Recorded data
..........

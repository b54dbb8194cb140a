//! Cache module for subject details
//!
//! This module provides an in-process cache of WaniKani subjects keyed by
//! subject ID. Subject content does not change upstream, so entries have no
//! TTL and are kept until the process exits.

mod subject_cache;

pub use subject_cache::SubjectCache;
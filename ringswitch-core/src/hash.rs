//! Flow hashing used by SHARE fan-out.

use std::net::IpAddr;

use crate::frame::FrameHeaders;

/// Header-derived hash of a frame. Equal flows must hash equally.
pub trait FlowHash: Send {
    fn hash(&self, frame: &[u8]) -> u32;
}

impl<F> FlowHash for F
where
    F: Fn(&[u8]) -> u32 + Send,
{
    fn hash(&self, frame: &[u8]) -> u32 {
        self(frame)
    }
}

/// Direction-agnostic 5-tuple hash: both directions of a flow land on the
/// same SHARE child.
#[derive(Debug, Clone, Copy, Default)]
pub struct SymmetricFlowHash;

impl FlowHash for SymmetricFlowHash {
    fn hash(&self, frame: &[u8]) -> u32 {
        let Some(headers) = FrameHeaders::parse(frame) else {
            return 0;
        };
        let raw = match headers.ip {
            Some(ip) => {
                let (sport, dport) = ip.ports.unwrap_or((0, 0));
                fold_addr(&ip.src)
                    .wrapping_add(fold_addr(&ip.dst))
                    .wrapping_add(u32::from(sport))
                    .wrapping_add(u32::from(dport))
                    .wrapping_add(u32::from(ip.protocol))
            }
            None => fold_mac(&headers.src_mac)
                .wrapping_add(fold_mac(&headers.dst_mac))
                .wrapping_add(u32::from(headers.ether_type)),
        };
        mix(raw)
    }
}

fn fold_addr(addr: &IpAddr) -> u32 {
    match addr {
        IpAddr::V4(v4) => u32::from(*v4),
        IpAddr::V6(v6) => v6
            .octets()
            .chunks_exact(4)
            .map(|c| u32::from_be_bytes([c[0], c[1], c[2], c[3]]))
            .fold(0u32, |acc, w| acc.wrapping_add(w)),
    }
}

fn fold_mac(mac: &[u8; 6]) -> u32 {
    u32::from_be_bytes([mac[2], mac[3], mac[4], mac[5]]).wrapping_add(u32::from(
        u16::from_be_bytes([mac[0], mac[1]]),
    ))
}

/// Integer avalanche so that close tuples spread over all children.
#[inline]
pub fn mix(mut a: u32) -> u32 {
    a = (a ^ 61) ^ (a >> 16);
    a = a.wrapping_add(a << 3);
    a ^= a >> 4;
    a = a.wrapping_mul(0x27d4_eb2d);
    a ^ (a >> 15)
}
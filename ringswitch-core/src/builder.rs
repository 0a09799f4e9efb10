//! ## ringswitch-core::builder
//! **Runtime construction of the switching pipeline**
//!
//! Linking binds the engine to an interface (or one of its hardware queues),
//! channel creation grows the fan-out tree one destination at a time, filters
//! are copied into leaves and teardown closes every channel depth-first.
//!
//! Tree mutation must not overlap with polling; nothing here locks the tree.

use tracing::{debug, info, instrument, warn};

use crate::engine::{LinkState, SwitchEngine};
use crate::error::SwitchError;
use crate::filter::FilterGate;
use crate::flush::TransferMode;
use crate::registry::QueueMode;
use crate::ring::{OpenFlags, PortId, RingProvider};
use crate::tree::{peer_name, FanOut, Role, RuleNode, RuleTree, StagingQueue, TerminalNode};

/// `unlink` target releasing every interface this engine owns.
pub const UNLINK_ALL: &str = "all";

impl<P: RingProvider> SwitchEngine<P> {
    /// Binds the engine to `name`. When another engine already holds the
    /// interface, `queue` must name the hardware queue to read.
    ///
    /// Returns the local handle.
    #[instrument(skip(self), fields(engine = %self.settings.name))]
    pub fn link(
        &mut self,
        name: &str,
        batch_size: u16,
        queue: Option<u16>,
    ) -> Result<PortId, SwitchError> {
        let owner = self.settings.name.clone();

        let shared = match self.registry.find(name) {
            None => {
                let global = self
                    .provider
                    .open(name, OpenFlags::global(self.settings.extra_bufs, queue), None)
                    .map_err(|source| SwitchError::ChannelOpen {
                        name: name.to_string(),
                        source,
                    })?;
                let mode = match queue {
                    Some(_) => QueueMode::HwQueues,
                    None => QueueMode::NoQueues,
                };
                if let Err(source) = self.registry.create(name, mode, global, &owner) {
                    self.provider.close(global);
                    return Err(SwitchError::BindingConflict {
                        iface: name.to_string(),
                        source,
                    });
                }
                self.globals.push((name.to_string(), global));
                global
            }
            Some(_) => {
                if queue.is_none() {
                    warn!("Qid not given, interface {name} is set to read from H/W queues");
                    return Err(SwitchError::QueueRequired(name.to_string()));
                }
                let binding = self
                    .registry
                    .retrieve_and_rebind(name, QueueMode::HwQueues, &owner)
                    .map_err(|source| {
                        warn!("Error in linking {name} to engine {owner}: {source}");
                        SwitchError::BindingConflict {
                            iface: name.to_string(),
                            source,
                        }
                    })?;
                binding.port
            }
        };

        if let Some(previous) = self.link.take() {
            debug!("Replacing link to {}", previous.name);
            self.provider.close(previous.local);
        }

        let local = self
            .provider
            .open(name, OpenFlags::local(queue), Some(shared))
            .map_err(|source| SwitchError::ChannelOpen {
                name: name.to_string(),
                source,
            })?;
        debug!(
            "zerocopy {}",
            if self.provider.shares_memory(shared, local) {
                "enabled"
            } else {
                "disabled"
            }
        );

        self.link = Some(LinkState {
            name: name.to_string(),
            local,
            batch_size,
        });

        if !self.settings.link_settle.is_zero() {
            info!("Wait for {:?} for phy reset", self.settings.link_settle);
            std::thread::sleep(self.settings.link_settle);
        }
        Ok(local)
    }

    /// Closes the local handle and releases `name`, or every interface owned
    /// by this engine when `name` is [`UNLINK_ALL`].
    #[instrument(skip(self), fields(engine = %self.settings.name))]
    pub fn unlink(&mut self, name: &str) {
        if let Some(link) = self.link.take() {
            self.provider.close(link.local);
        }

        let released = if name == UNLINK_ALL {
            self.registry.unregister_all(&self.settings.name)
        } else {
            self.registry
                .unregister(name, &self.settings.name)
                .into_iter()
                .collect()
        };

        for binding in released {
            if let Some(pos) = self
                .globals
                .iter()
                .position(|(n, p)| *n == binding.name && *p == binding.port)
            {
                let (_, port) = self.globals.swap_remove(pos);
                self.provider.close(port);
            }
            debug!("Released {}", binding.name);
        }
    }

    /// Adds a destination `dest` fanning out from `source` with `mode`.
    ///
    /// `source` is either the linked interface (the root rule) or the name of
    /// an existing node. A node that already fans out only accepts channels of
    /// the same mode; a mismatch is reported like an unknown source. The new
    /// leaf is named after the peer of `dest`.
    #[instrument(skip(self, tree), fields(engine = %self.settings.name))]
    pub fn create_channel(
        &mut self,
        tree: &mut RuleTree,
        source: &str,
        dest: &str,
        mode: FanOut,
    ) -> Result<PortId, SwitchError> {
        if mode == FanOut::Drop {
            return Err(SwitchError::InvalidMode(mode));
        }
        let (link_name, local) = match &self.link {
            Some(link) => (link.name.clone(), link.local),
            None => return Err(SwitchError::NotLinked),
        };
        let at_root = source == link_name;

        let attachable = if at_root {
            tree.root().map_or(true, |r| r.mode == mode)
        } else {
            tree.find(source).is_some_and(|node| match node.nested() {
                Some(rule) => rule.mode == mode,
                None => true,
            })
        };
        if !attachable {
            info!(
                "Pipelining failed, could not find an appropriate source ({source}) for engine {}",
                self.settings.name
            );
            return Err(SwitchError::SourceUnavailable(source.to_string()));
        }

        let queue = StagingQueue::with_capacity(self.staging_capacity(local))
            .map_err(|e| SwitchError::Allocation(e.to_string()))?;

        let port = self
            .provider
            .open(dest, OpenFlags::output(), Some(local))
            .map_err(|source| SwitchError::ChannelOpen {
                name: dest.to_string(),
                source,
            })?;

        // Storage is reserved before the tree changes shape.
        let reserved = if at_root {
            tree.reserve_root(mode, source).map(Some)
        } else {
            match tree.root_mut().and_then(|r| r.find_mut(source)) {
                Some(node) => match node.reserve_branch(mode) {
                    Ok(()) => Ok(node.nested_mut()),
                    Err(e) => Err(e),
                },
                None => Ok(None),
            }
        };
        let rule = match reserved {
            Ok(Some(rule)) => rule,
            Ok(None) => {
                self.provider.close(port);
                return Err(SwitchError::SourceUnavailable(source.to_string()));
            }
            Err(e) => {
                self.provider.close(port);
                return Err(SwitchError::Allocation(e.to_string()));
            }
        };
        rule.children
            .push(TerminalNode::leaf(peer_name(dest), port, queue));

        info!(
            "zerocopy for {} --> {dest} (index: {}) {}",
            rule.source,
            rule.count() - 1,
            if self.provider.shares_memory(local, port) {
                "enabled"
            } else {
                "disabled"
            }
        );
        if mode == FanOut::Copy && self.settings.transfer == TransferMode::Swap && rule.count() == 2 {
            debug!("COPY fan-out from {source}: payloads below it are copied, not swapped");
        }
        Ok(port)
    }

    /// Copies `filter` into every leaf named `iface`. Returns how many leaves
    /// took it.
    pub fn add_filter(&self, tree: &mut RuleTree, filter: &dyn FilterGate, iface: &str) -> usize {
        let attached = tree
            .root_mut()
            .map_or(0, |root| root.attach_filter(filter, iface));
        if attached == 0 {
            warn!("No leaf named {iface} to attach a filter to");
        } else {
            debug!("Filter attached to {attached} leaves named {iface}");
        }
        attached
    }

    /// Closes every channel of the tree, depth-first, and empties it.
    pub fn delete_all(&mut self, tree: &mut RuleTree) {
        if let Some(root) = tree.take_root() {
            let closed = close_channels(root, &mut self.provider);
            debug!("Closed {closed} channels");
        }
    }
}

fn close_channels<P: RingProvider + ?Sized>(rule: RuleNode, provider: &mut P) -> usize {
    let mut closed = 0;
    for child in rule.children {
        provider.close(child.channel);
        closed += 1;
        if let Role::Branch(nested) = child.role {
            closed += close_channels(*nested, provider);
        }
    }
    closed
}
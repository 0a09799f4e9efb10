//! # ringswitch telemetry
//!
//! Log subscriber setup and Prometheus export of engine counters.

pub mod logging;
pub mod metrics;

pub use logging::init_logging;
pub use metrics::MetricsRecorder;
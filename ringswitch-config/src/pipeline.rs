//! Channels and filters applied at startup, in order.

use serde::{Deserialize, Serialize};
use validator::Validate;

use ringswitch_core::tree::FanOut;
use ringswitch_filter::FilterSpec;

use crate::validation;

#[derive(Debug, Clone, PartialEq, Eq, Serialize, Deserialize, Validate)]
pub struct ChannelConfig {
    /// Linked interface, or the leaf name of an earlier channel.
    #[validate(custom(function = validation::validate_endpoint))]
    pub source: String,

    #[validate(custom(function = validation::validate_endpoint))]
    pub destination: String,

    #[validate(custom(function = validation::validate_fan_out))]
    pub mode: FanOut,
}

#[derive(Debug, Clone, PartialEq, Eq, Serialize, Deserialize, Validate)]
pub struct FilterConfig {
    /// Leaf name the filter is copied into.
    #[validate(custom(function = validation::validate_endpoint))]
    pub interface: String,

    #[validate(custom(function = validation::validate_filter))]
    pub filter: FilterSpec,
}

..........

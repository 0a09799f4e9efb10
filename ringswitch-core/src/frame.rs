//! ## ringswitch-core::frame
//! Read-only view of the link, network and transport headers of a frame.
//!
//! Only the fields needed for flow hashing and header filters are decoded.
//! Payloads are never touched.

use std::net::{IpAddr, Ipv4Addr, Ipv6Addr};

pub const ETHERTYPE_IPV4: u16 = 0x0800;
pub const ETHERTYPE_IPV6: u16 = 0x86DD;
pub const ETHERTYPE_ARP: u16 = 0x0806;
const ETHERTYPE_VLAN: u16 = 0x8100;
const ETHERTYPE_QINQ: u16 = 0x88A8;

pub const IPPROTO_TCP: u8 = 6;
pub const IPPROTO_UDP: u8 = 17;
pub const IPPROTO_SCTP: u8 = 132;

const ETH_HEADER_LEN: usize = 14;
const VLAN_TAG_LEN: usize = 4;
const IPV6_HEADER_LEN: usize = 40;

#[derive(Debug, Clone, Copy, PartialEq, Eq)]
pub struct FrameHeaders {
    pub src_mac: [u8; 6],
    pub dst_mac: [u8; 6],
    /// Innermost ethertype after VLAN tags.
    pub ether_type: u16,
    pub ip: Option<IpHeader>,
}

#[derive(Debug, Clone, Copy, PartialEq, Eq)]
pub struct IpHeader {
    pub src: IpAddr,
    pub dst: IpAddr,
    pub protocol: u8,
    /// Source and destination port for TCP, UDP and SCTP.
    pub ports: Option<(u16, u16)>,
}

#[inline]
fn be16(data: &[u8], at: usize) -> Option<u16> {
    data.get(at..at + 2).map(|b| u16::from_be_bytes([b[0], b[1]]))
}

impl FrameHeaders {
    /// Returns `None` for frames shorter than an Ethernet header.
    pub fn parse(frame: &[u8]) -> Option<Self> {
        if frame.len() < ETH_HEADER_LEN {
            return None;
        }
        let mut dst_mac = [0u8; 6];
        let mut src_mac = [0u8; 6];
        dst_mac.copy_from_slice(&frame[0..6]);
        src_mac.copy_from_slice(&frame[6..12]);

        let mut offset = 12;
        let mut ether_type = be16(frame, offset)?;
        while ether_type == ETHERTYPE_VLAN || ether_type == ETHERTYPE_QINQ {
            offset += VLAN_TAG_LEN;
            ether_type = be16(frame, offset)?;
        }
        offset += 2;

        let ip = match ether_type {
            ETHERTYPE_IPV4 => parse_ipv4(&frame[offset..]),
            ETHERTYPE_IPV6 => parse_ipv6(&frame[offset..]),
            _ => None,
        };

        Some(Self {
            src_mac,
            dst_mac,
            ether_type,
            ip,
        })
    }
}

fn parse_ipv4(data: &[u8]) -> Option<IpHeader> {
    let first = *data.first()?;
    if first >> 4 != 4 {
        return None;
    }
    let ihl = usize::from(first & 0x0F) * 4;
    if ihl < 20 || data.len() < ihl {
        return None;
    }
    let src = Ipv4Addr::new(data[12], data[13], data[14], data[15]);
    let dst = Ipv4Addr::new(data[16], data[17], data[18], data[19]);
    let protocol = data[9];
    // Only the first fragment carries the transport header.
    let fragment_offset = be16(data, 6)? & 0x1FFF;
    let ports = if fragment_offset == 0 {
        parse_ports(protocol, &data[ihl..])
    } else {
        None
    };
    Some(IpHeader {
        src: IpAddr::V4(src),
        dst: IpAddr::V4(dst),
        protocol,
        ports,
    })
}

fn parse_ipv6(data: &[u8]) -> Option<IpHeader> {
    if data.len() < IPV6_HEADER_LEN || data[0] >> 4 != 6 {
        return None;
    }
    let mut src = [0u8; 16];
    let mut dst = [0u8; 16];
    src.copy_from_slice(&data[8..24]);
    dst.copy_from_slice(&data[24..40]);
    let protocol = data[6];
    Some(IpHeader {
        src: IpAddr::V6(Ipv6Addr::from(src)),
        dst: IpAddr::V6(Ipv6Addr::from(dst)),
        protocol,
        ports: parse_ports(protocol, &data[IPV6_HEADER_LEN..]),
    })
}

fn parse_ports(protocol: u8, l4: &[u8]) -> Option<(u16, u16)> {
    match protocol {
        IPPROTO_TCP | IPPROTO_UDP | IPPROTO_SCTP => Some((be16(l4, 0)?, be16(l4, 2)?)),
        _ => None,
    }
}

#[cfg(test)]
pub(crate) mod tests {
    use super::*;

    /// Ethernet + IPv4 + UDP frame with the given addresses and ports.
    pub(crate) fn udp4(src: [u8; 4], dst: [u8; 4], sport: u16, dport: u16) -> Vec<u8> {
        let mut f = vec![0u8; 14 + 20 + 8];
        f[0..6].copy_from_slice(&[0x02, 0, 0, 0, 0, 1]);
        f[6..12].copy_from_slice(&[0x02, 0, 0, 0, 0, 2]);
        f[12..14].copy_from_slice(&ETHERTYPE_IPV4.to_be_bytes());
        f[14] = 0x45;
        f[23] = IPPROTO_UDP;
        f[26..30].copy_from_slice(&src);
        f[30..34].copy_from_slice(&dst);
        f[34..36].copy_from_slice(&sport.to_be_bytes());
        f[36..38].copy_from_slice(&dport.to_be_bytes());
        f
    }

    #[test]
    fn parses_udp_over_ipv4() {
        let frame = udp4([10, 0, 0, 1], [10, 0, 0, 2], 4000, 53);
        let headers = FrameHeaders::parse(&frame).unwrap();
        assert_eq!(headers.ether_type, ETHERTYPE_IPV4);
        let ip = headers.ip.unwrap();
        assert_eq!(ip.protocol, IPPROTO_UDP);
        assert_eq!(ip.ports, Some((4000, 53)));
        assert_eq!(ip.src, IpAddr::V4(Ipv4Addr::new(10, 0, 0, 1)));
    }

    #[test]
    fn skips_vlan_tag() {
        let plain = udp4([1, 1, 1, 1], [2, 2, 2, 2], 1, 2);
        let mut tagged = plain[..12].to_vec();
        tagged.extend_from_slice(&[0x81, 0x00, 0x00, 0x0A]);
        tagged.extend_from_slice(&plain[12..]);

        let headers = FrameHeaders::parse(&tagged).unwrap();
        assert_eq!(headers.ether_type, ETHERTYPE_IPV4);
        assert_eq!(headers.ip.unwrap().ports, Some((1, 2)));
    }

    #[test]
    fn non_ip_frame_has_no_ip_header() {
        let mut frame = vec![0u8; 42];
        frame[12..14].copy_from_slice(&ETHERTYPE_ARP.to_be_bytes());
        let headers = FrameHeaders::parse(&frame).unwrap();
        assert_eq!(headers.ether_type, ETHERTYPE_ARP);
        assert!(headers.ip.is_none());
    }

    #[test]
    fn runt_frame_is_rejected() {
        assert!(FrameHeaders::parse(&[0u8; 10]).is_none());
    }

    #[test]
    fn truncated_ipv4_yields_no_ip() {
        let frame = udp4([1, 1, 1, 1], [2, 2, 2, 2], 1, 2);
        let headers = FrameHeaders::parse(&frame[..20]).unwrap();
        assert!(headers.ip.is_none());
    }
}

..........

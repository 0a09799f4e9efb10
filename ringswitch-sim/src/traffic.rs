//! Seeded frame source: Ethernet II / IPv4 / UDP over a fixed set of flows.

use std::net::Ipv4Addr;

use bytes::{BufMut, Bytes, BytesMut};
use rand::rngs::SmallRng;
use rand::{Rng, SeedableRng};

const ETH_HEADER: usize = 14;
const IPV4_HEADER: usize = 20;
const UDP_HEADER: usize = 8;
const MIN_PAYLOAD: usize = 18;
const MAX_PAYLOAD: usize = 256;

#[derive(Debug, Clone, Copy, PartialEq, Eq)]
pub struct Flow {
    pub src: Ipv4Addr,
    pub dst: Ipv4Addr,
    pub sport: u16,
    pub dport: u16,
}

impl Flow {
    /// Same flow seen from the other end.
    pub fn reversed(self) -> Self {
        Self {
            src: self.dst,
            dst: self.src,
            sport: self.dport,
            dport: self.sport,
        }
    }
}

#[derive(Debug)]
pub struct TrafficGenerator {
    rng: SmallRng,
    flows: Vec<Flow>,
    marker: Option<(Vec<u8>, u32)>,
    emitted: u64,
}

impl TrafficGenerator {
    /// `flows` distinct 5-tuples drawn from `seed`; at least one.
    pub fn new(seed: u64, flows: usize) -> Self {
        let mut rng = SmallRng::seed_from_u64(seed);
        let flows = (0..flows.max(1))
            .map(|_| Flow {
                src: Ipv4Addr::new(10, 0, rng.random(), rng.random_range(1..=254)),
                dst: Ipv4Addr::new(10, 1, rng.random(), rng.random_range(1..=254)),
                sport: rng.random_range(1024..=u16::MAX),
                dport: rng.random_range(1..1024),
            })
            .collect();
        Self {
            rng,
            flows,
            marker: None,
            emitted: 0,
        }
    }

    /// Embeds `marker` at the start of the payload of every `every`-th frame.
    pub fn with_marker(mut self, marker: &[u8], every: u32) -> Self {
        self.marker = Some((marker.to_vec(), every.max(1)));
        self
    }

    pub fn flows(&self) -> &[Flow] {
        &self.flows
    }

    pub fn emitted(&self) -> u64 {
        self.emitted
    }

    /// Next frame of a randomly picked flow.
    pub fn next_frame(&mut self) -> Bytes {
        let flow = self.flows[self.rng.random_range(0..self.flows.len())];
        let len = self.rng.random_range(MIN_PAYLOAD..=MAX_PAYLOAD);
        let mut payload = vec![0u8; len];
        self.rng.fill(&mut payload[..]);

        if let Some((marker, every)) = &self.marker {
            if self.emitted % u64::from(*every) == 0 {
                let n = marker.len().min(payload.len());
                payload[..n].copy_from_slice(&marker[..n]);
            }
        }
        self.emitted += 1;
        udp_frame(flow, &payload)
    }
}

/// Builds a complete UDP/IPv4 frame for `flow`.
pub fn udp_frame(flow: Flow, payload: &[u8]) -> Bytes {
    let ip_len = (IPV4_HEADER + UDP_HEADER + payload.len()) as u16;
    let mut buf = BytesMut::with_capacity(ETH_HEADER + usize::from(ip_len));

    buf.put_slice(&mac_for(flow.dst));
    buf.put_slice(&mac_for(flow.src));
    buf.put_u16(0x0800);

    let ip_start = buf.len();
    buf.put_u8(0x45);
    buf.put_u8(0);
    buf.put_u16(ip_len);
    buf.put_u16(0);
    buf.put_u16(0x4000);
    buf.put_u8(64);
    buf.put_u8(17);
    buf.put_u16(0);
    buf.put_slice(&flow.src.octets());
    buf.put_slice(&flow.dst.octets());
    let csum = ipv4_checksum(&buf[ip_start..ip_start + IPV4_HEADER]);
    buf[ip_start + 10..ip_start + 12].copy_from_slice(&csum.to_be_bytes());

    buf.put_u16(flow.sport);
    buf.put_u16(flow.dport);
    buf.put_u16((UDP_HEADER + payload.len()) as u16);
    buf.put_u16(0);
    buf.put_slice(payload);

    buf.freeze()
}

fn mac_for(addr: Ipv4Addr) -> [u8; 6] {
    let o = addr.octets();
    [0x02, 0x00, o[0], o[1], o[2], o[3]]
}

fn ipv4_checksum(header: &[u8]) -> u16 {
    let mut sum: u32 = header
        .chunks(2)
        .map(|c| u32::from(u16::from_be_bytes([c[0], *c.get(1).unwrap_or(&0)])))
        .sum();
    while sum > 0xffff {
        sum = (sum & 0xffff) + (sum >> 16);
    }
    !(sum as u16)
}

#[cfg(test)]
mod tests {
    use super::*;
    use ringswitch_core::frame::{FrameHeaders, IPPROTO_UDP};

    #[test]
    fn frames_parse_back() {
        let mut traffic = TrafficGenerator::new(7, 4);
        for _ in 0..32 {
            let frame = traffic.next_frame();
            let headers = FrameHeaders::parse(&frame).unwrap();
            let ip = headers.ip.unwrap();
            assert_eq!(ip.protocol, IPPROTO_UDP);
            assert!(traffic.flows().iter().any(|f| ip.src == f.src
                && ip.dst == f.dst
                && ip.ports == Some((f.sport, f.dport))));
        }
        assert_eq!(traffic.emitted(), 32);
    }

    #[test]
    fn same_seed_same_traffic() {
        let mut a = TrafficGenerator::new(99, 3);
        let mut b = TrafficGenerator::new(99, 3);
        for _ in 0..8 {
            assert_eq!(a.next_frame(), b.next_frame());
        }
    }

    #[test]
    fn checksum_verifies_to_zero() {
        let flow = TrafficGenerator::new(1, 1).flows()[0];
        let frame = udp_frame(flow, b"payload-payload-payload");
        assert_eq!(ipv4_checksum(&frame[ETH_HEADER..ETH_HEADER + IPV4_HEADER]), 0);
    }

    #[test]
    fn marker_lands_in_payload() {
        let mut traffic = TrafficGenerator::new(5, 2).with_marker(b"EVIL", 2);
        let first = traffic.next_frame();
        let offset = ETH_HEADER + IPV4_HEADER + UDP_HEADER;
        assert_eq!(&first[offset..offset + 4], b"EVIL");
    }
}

..........

### Task statement
Your answer must be the lines above from the one containing "repository b54dbb8194cb140a" to the one containing "use crate::frame::FrameHeaders;", both included, restated word for word.

### Your response
repository b54dbb8194cb140a
//! Cache module for subject details
//!
//! This module provides an in-process cache of WaniKani subjects keyed by
//! subject ID. Subject content does not change upstream, so entries have no
//! TTL and are kept until the process exits.

mod subject_cache;

pub use subject_cache::SubjectCache;
filename ringswitch-core/src/hash.rs
//! Flow hashing used by SHARE fan-out.

use std::net::IpAddr;

use crate::frame::FrameHeaders;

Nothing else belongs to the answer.